### ABOUT THIS TASK
If a line in the records below contains "whose", copy that line.
■ ■ ■ ■ ■
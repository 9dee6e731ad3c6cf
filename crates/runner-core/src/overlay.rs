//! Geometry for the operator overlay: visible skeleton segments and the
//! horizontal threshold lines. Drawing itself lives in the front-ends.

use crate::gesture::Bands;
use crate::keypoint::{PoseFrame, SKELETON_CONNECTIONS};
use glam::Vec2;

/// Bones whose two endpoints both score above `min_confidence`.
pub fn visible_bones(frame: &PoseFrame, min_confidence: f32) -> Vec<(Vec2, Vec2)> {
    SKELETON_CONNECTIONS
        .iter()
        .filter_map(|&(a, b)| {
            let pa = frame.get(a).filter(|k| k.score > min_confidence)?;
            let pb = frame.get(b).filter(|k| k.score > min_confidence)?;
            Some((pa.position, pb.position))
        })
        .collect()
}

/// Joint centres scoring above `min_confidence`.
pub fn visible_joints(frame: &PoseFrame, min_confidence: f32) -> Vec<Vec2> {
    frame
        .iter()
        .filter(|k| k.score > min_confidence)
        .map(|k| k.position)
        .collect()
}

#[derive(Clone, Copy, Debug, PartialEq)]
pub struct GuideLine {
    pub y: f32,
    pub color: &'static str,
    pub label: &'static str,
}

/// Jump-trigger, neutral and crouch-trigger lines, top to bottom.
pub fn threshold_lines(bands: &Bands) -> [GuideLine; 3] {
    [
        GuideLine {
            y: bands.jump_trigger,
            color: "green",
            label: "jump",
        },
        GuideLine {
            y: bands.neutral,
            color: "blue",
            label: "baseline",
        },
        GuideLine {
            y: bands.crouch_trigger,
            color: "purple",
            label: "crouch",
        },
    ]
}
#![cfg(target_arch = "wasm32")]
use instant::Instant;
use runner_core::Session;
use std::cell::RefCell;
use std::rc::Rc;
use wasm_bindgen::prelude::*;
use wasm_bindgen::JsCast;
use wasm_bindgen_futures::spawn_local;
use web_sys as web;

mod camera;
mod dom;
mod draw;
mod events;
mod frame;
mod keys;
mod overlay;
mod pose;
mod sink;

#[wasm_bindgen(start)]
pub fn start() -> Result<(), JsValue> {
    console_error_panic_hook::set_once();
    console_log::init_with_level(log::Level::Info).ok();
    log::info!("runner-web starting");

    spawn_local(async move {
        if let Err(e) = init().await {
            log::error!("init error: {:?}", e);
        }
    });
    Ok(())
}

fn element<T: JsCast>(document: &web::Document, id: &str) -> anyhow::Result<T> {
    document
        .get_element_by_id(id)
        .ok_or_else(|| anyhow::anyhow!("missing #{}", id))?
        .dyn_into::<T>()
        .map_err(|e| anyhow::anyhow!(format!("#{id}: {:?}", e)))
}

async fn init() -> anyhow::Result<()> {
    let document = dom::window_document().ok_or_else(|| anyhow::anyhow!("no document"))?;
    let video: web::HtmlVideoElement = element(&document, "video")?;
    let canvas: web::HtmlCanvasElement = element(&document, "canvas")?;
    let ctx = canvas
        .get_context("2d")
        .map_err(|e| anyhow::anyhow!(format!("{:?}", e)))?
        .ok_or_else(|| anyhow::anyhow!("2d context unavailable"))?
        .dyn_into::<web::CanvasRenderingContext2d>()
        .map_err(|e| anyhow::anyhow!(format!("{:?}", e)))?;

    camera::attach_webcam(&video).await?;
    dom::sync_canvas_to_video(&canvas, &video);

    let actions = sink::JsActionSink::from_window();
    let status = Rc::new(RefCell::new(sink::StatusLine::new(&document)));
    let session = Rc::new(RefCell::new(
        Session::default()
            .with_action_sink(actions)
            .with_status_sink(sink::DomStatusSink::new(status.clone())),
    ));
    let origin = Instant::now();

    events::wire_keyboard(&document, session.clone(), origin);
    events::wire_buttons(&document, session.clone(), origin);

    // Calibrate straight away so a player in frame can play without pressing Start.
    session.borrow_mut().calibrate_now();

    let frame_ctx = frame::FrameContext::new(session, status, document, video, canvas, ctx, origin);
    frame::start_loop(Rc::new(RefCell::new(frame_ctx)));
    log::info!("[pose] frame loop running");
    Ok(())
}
■ ■ ■ ■ ■
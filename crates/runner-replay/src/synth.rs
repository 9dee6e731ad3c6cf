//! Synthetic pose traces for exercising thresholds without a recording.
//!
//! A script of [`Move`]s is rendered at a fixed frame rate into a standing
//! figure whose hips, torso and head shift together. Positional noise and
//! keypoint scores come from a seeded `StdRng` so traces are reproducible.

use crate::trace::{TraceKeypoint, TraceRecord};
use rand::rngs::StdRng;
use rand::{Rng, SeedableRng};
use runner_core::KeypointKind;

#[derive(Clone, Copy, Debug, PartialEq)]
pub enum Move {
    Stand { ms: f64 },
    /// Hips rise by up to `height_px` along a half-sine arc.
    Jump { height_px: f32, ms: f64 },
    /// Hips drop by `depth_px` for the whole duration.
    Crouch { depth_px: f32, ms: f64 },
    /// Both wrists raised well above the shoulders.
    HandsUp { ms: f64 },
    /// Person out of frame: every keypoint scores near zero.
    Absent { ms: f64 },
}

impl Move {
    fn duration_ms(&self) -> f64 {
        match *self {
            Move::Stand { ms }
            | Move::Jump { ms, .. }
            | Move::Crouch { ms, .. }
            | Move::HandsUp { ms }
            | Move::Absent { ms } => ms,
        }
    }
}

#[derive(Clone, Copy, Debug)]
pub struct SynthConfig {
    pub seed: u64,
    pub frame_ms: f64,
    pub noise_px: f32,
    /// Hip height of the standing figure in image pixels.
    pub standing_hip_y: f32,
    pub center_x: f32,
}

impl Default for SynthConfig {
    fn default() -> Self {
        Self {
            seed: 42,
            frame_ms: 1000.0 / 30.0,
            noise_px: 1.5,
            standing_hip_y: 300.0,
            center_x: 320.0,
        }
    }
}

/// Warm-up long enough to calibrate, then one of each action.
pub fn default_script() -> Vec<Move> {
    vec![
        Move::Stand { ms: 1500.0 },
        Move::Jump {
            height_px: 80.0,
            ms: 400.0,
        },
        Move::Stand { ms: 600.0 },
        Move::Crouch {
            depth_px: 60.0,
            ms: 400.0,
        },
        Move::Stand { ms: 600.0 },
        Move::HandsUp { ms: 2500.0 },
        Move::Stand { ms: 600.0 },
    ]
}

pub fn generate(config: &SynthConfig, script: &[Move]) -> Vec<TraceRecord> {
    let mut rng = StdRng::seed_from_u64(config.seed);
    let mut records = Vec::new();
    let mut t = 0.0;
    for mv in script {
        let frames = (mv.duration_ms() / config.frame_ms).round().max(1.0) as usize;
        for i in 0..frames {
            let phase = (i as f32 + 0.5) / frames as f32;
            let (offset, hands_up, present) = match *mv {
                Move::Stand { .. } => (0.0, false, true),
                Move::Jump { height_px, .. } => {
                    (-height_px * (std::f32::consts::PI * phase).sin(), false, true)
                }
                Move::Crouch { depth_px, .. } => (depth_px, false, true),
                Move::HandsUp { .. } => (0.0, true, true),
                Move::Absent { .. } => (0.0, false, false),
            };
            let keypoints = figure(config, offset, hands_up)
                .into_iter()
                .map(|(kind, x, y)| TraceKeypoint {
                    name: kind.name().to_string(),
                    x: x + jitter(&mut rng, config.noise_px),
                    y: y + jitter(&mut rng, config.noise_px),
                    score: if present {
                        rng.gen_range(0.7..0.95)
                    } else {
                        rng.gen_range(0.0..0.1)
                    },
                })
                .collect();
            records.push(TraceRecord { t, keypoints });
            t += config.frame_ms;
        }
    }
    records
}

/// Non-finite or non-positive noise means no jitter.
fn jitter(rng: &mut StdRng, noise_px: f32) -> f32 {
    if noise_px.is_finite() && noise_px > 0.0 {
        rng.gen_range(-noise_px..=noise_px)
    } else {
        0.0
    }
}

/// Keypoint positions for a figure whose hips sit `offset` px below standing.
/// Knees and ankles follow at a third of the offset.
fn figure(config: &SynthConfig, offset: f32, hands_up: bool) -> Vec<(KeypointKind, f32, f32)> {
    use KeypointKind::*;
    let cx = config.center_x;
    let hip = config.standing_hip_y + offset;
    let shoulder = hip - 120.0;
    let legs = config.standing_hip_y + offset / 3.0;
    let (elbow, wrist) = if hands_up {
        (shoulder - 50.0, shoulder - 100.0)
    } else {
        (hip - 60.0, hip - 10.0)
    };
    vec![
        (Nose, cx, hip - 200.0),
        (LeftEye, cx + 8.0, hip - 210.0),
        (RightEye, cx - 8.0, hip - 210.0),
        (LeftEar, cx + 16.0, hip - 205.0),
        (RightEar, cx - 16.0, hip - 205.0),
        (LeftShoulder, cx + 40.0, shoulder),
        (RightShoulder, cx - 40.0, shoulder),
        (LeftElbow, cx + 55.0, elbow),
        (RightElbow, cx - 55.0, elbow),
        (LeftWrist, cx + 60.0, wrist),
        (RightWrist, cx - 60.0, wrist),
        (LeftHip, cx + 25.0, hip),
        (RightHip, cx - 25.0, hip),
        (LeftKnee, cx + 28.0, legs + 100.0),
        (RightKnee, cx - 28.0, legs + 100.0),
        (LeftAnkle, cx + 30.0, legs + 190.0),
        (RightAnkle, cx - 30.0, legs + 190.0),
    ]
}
■ ■ ■ ■ ■
### RESULT FOR THIS EXERCISE
/// Bones whose two endpoints both score above `min_confidence`.
//! figure whose hips, torso and head shift together. Positional noise and
/// Keypoint positions for a figure whose hips sit `offset` px below standing.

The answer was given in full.